Terminaator () is an Estonian rock group formed in 1987 by Arno Veimer and Jaagup Kreem in Tallinn 10. High School (today known as Nõmme Gymnasium). Kreem was in the 7th grade then. The first public performance was in Tallinn 47. High School in the schoolbands' festival. The first time in the studio was in 1989. First songs "Charleen" and "Meeletu maailm" were recorded in 1991. They found wider fame in 1992, when they won the festival of young bands Rock In. They have also performed in Latvia, Lithuania and Finland, although they have not had much success outside of Estonia. On the Estonian television show "7 vaprat", Terminaator have appeared playing their songs "Ainult sina võid mu maailma muuta", "Juulikuu lumi", "See ei ole saladus", and "Portselanist tüdruk".

2005–2008
2005 saw the release of the band's first live album, Go Live 2005, which was followed in 2006 by Terminaator's 7th studio album Nagu esimene kord. In the same year, Terminaator participated in a musical rendition of Romeo & Julia, which was accompanied by a soundtrack.

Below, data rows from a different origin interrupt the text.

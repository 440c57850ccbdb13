// This Source Code Form is subject to the terms of the Mozilla Public
// License, v. 2.0. If a copy of the MPL was not distributed with this
// file, You can obtain one at https://mozilla.org/MPL/2.0/.

// Copyright 2025 Oxide Computer Company

//! Batch splitting on top of a [`Transport`].

use super::transport::AbiVersion;
use super::transport::AddItem;
use super::transport::FltAddReq;
use super::transport::FltScope;
use super::transport::ItemStatus;
use super::transport::MdfyReq;
use super::transport::RtAddReq;
use super::transport::Transport;
use super::transport::TransportError;
use crate::api::CounterAlloc;
use crate::api::CounterAllocReq;
use crate::api::CounterHdl;
use crate::api::CounterRange;
use crate::api::EquationSet;
use crate::api::FltRtStats;
use crate::api::FltRule;
use crate::api::HwType;
use crate::api::IpType;
use crate::api::RtRule;
use crate::api::RuleAttrib;
use crate::api::RuleHdl;
use crate::api::RuleKind;
use crate::api::RuleOpts;
use serde::Deserialize;
use serde::Serialize;
use slog::Logger;
use slog::debug;
use slog::warn;
use thiserror::Error;

/// How to pick the wire layout of a batch.
#[derive(
    Clone, Copy, Debug, Default, Deserialize, Eq, PartialEq, Serialize,
)]
#[serde(rename_all = "lowercase")]
pub enum AbiChoice {
    /// v1, unless a rule in the chunk needs a v2-only option.
    #[default]
    Auto,
    V1,
    V2,
}

#[derive(Clone, Copy, Debug, Deserialize, Eq, PartialEq, Serialize)]
#[serde(default)]
pub struct SessionConfig {
    pub abi: AbiChoice,
    /// Send filter rules in equation form, lowered by this crate,
    /// rather than letting the driver lower them.
    pub lower_locally: bool,
    /// Ask the driver to commit with every batch.
    pub commit: bool,
    /// Cap batches below what the transport allows.
    pub batch_limit: Option<usize>,
}

impl Default for SessionConfig {
    fn default() -> Self {
        Self {
            abi: AbiChoice::Auto,
            lower_locally: true,
            commit: false,
            batch_limit: None,
        }
    }
}

/// A whole-call failure partway through a split request.
///
/// `done` holds the statuses of the chunks that went through; the
/// failed chunk and everything after it were not applied.
#[derive(Clone, Debug, Eq, Error, PartialEq)]
#[error("transport failed after {} items: {err}", done.len())]
pub struct BatchError {
    pub done: Vec<ItemStatus>,
    #[source]
    pub err: TransportError,
}

impl BatchError {
    fn at(done: Vec<ItemStatus>, err: TransportError) -> Self {
        Self { done, err }
    }
}

/// Talks to the driver on behalf of a [`TableManager`].
///
/// Every call blocks until the transport returns.
///
/// [`TableManager`]: super::table::TableManager
pub struct Session<T> {
    xport: T,
    cfg: SessionConfig,
    log: Logger,
}

impl<T: Transport> Session<T> {
    pub fn new(xport: T, cfg: SessionConfig, log: Logger) -> Self {
        Self { xport, cfg, log }
    }

    pub fn config(&self) -> &SessionConfig {
        &self.cfg
    }

    pub fn transport(&self) -> &T {
        &self.xport
    }

    pub fn batch_limit(&self) -> usize {
        let lim = self.xport.batch_limit();
        self.cfg.batch_limit.map_or(lim, |cap| cap.min(lim)).max(1)
    }

    /// Pick the ABI for one chunk.
    fn abi<'a>(
        &self,
        mut opts: impl Iterator<Item = &'a RuleOpts>,
    ) -> Result<AbiVersion, TransportError> {
        match self.cfg.abi {
            AbiChoice::V2 => Ok(AbiVersion::V2),
            AbiChoice::Auto => match opts.any(RuleOpts::needs_v2) {
                true => Ok(AbiVersion::V2),
                false => Ok(AbiVersion::V1),
            },
            AbiChoice::V1 => match opts.any(RuleOpts::needs_v2) {
                true => Err(TransportError::Malformed(
                    "rule needs the v2 ABI but v1 is forced".to_string(),
                )),
                false => Ok(AbiVersion::V1),
            },
        }
    }

    fn check_len(
        &self,
        what: &str,
        sent: usize,
        got: &[ItemStatus],
    ) -> Result<(), TransportError> {
        if sent == got.len() {
            return Ok(());
        }

        Err(TransportError::Malformed(format!(
            "{what}: sent {sent} items, got {} statuses",
            got.len()
        )))
    }

    fn log_failures(&self, what: &str, base: usize, st: &[ItemStatus]) {
        for (i, s) in st.iter().enumerate().filter(|(_, s)| !s.is_ok()) {
            warn!(self.log, "batch item failed";
                "op" => what, "index" => base + i, "status" => s.status);
        }
    }

    /// Run `call` over `items` in chunks, threading an after-anchor
    /// from each chunk into the next.
    fn split<I, F>(
        &self,
        what: &str,
        items: &[I],
        mut after: Option<RuleHdl>,
        mut call: F,
    ) -> Result<Vec<ItemStatus>, BatchError>
    where
        F: FnMut(
            &[I],
            Option<RuleHdl>,
        ) -> Result<Vec<ItemStatus>, TransportError>,
    {
        let limit = self.batch_limit();
        let mut done = Vec::with_capacity(items.len());

        if items.len() > limit {
            debug!(self.log, "splitting batch";
                "op" => what, "items" => items.len(), "limit" => limit);
        }

        for chunk in items.chunks(limit) {
            let st = match call(chunk, after) {
                Ok(st) => st,
                Err(e) => return Err(BatchError::at(done, e)),
            };

            if let Err(e) = self.check_len(what, chunk.len(), &st) {
                return Err(BatchError::at(done, e));
            }

            self.log_failures(what, done.len(), &st);

            if after.is_some() {
                if let Some(last) = st.iter().rev().find(|s| s.is_ok()) {
                    after = Some(RuleHdl(last.hdl));
                }
            }

            done.extend(st);
        }

        Ok(done)
    }

    pub fn add_flt(
        &self,
        ip: IpType,
        scope: FltScope,
        after: Option<RuleHdl>,
        items: &[AddItem<FltRule>],
    ) -> Result<Vec<ItemStatus>, BatchError> {
        self.split("add_flt", items, after, |chunk, after| {
            let abi = self.abi(chunk.iter().map(|i| &i.rule.opts))?;
            self.xport.add_flt_rules(&FltAddReq {
                ip,
                scope,
                abi,
                commit: self.cfg.commit,
                after,
                items: chunk,
            })
        })
    }

    pub fn add_rt(
        &self,
        ip: IpType,
        tbl_name: &str,
        after: Option<RuleHdl>,
        items: &[AddItem<RtRule>],
    ) -> Result<Vec<ItemStatus>, BatchError> {
        self.split("add_rt", items, after, |chunk, after| {
            let abi = self.abi(chunk.iter().map(|i| &i.rule.opts))?;
            self.xport.add_rt_rules(&RtAddReq {
                ip,
                tbl_name,
                abi,
                commit: self.cfg.commit,
                after,
                items: chunk,
            })
        })
    }

    pub fn mdfy_flt(
        &self,
        ip: IpType,
        items: &[(RuleHdl, FltRule)],
    ) -> Result<Vec<ItemStatus>, BatchError> {
        self.split("mdfy_flt", items, None, |chunk, _| {
            let abi = self.abi(chunk.iter().map(|(_, r)| &r.opts))?;
            self.xport.mdfy_flt_rules(&MdfyReq {
                ip,
                abi,
                commit: self.cfg.commit,
                items: chunk,
            })
        })
    }

    pub fn mdfy_rt(
        &self,
        ip: IpType,
        items: &[(RuleHdl, RtRule)],
    ) -> Result<Vec<ItemStatus>, BatchError> {
        self.split("mdfy_rt", items, None, |chunk, _| {
            let abi = self.abi(chunk.iter().map(|(_, r)| &r.opts))?;
            self.xport.mdfy_rt_rules(&MdfyReq {
                ip,
                abi,
                commit: self.cfg.commit,
                items: chunk,
            })
        })
    }

    pub fn del(
        &self,
        kind: RuleKind,
        ip: IpType,
        hdls: &[RuleHdl],
    ) -> Result<Vec<ItemStatus>, BatchError> {
        self.split("del", hdls, None, |chunk, _| {
            self.xport.del_rules(kind, ip, chunk, self.cfg.commit)
        })
    }

    pub fn commit(
        &self,
        kind: RuleKind,
        ip: IpType,
    ) -> Result<(), TransportError> {
        debug!(self.log, "hw commit"; "kind" => %kind, "ip" => %ip);
        self.xport.commit(kind, ip)
    }

    pub fn reset(
        &self,
        kind: RuleKind,
        ip: IpType,
    ) -> Result<(), TransportError> {
        debug!(self.log, "reset"; "kind" => %kind, "ip" => %ip);
        self.xport.reset(kind, ip)
    }

    pub fn generate_eq(
        &self,
        ip: IpType,
        attrib: &RuleAttrib,
    ) -> Result<EquationSet, TransportError> {
        self.xport.generate_eq(ip, attrib)
    }

    pub fn get_rt_tbl(
        &self,
        ip: IpType,
        name: &str,
    ) -> Result<u32, TransportError> {
        self.xport.get_rt_tbl(ip, name)
    }

    pub fn put_rt_tbl(&self, hdl: u32) -> Result<(), TransportError> {
        self.xport.put_rt_tbl(hdl)
    }

    pub fn query_rt_tbl_index(
        &self,
        ip: IpType,
        name: &str,
    ) -> Result<u32, TransportError> {
        self.xport.query_rt_tbl_index(ip, name)
    }

    pub fn get_hw_version(&self) -> Result<HwType, TransportError> {
        self.xport.get_hw_version()
    }

    pub fn alloc_counters(
        &self,
        req: &CounterAllocReq,
    ) -> Result<CounterAlloc, TransportError> {
        self.xport.alloc_counters(req)
    }

    pub fn dealloc_counters(
        &self,
        hdl: CounterHdl,
    ) -> Result<(), TransportError> {
        self.xport.dealloc_counters(hdl)
    }

    pub fn query_counters(
        &self,
        range: CounterRange,
        reset: bool,
    ) -> Result<Vec<FltRtStats>, TransportError> {
        self.xport.query_counters(range, reset)
    }
}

In 2007, a traditional anniversary best-of album was released, titled 20, which included two new versions of older songs, two new songs and unreleased live recordings among others. Also, the first proper video was made for "Juulikuu lumi 2007". The second single released was "Ära oota koidikuni".

In 2008, two non-album singles, "Oh kuidas sust puudust tunneme" and "Pilves selgimistega", were released. This is the first time that the band had released songs not featured on any albums (however, it is yet uncertain, if they will be included to the next studio album, due in 2010).

In November 2008, Terminaator did three acoustic concerts, of which one will see a release on CD and DVD in 2009.

2009–

On 13 March 2009, Elmar Liitmaa and Harmo Kallaste announced their departure from the band. The reasons given were lack of time and new challenges. Since then, negotiations are being held with the former guitarist of Brides in Bloom, Taavi Langi. According to the band's website, recording of new material started in the end of March and the first single from the upcoming studio album was to be released in April.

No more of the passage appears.